The task => Report each line of the records where "SystemUsage" occurs.

+ + + + + + +

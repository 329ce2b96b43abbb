//! Merges one cycle's samples into a `SystemUsage`, degrading each failed
//! measurement to zero on its own.

use tracing::warn;

use crate::error::SampleError;
use crate::sampler::Throughput;
use crate::types::SystemUsage;

/// Raw results of one sampling pass, failures included.
#[derive(Debug)]
pub struct CycleSamples {
    pub cpu: Result<u8, SampleError>,
    pub memory: Result<u8, SampleError>,
    pub throughput: Result<Throughput, SampleError>,
    pub wifi_clients: Result<u32, SampleError>,
}

pub fn assemble(samples: CycleSamples) -> SystemUsage {
    let throughput = or_zero("throughput", samples.throughput);
    SystemUsage {
        cpu_usage_percent: or_zero("cpu", samples.cpu).min(100),
        memory_usage_percent: or_zero("memory", samples.memory).min(100),
        download_mbps: throughput.download_mbps.max(0.0),
        upload_mbps: throughput.upload_mbps.max(0.0),
        wifi_clients: or_zero("wifi_clients", samples.wifi_clients),
    }
}

fn or_zero<T: Default>(field: &'static str, result: Result<T, SampleError>) -> T {
    result.unwrap_or_else(|e| {
        warn!(field, error = %e, "sample failed, reporting zero");
        T::default()
    })
}

#[cfg(test)]
mod tests {
    use super::*;

    #[test]
    fn one_failure_only_zeroes_its_own_field() {
        let usage = assemble(CycleSamples {
            cpu: Err(SampleError::DivisionByZero),
            memory: Ok(61),
            throughput: Ok(Throughput {
                download_mbps: 12.5,
                upload_mbps: 0.75,
            }),
            wifi_clients: Ok(4),
        });
        assert_eq!(
            usage,
            SystemUsage {
                cpu_usage_percent: 0,
                memory_usage_percent: 61,
                download_mbps: 12.5,
                upload_mbps: 0.75,
                wifi_clients: 4,
            }
        );
    }

    #[test]
    fn everything_failing_still_assembles() {
        let usage = assemble(CycleSamples {
            cpu: Err(SampleError::InvalidState("first sample".into())),
            memory: Err(SampleError::MissingField("MemAvailable")),
            throughput: Err(SampleError::ParseFailure("rx_bytes".into())),
            wifi_clients: Err(SampleError::Timeout(std::time::Duration::from_secs(3))),
        });
        assert_eq!(usage, SystemUsage::default());
    }
}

+ + + + + + +

Answer section =>
//! Merges one cycle's samples into a `SystemUsage`, degrading each failed
use crate::types::SystemUsage;
pub fn assemble(samples: CycleSamples) -> SystemUsage {
    SystemUsage {
            SystemUsage {
        assert_eq!(usage, SystemUsage::default());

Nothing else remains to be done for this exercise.